- TASK OBJECTIVE
Which lines in the listing below contain "ErrorBody"? Copy each of them.

- DATASET RECORDS
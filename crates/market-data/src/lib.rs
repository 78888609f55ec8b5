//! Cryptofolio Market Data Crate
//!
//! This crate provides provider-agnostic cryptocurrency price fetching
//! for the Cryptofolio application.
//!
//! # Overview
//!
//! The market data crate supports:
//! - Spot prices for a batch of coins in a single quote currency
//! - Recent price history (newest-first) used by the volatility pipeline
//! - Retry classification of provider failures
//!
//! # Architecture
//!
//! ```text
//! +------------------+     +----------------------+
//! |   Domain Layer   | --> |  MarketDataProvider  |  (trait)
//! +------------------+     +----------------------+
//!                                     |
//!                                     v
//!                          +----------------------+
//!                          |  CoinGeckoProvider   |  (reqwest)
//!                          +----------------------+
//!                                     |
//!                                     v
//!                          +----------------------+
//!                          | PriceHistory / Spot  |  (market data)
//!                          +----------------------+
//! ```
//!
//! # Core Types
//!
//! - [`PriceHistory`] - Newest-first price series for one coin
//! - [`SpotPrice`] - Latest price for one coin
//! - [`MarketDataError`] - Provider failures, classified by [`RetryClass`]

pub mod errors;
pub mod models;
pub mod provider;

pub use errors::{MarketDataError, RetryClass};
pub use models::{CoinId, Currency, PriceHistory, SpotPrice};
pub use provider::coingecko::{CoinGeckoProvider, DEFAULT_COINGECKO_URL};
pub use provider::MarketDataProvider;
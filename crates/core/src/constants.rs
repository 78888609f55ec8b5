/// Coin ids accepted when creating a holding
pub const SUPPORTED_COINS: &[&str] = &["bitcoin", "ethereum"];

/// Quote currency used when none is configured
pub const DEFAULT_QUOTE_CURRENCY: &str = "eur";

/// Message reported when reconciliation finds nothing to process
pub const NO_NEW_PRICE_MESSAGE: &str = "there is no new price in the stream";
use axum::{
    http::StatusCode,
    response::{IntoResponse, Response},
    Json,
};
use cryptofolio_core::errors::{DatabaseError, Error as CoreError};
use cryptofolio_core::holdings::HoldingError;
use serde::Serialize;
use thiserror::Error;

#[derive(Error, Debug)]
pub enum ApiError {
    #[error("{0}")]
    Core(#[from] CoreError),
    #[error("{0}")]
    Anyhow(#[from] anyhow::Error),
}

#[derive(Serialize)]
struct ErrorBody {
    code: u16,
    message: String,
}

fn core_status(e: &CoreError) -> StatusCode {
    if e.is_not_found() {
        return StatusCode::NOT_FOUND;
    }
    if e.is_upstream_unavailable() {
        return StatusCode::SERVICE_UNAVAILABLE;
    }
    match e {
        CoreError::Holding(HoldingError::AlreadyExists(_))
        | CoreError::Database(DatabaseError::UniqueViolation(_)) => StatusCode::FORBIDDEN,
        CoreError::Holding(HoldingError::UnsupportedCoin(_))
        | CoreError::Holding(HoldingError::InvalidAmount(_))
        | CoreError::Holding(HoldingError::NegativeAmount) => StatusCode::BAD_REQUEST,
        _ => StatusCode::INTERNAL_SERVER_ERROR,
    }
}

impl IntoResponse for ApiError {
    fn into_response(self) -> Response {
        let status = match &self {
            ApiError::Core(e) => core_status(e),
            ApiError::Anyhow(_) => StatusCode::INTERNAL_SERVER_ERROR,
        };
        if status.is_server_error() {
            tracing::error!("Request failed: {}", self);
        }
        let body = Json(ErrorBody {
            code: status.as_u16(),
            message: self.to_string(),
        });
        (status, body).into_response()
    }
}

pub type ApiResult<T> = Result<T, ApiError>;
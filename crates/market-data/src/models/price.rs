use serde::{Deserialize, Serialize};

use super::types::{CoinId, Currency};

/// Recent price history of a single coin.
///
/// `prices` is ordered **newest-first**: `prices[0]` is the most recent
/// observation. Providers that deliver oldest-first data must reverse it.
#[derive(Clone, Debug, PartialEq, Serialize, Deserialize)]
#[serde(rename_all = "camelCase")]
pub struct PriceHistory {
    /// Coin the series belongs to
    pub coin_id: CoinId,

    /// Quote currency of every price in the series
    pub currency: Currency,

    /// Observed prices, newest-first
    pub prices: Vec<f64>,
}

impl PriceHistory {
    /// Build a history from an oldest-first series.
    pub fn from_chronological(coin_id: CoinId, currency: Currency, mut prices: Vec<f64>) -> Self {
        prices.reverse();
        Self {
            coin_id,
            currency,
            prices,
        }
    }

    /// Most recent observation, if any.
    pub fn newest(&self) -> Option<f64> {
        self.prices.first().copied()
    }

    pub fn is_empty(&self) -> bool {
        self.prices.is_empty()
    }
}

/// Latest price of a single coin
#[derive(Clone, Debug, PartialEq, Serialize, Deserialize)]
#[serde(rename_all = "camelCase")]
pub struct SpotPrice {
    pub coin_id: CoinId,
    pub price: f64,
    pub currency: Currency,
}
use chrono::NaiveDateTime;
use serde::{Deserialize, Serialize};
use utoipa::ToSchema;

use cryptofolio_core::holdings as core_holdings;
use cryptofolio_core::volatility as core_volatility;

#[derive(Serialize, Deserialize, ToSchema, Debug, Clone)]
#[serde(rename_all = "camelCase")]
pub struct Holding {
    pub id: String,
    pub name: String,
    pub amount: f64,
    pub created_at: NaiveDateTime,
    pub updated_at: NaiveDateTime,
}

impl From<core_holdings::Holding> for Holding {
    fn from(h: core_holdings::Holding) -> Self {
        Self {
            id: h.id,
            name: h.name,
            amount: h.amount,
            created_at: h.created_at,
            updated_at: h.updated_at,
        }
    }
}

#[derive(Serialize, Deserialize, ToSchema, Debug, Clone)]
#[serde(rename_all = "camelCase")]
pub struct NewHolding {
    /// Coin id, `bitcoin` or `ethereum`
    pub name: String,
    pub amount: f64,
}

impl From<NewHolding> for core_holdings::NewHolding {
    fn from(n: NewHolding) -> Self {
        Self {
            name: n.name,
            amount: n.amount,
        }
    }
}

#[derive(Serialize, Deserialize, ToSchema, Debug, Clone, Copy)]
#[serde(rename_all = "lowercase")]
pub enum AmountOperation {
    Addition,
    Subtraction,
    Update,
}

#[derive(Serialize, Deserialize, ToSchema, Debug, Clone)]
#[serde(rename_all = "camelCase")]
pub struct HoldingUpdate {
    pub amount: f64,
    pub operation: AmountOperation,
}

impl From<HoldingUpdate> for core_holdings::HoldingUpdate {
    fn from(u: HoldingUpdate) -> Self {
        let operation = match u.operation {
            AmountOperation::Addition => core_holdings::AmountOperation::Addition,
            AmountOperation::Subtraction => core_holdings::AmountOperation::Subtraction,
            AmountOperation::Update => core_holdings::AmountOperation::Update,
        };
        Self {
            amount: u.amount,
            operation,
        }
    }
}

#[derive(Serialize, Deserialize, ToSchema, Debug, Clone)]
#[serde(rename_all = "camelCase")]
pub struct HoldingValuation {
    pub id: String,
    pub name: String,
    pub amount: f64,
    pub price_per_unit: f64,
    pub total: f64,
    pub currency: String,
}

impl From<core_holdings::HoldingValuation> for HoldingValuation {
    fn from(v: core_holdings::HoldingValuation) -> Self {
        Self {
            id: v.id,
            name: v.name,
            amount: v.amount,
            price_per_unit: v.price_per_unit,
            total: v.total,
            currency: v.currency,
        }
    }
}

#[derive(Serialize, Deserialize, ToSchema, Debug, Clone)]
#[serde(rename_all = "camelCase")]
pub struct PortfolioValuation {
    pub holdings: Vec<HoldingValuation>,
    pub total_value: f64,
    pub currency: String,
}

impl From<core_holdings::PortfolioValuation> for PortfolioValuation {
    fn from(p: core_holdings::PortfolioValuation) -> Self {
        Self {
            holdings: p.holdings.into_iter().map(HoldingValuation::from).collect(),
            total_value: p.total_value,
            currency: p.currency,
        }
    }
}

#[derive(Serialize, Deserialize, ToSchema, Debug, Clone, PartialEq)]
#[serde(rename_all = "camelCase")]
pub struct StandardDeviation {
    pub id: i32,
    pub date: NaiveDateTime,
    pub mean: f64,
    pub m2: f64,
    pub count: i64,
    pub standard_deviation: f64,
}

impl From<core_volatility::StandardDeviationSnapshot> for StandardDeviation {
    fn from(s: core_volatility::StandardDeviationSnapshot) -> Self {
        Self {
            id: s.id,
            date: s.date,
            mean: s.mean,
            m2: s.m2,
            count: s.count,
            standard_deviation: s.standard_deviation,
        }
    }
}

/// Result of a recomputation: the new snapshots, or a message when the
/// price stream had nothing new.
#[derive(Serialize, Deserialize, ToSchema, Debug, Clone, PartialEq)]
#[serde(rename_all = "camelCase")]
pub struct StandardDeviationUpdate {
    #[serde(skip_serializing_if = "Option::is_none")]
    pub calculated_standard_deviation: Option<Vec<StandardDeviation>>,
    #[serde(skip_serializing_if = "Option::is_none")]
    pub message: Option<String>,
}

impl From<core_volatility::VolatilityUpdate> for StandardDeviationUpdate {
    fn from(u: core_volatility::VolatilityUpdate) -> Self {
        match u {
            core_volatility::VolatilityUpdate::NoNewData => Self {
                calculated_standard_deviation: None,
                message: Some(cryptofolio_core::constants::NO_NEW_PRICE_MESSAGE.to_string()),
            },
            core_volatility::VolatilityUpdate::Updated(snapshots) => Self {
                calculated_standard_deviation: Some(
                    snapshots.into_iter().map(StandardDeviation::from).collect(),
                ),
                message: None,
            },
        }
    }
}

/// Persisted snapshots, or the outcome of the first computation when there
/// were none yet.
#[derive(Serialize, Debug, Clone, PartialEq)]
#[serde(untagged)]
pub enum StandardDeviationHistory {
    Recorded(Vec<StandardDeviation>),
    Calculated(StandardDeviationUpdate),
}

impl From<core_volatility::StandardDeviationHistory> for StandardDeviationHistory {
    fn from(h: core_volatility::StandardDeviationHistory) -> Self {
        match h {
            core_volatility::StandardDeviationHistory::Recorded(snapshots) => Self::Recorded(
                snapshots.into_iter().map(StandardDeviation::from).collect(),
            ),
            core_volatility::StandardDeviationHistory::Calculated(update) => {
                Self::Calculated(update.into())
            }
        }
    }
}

- SOLVED PROBLEM
struct ErrorBody {
        let body = Json(ErrorBody {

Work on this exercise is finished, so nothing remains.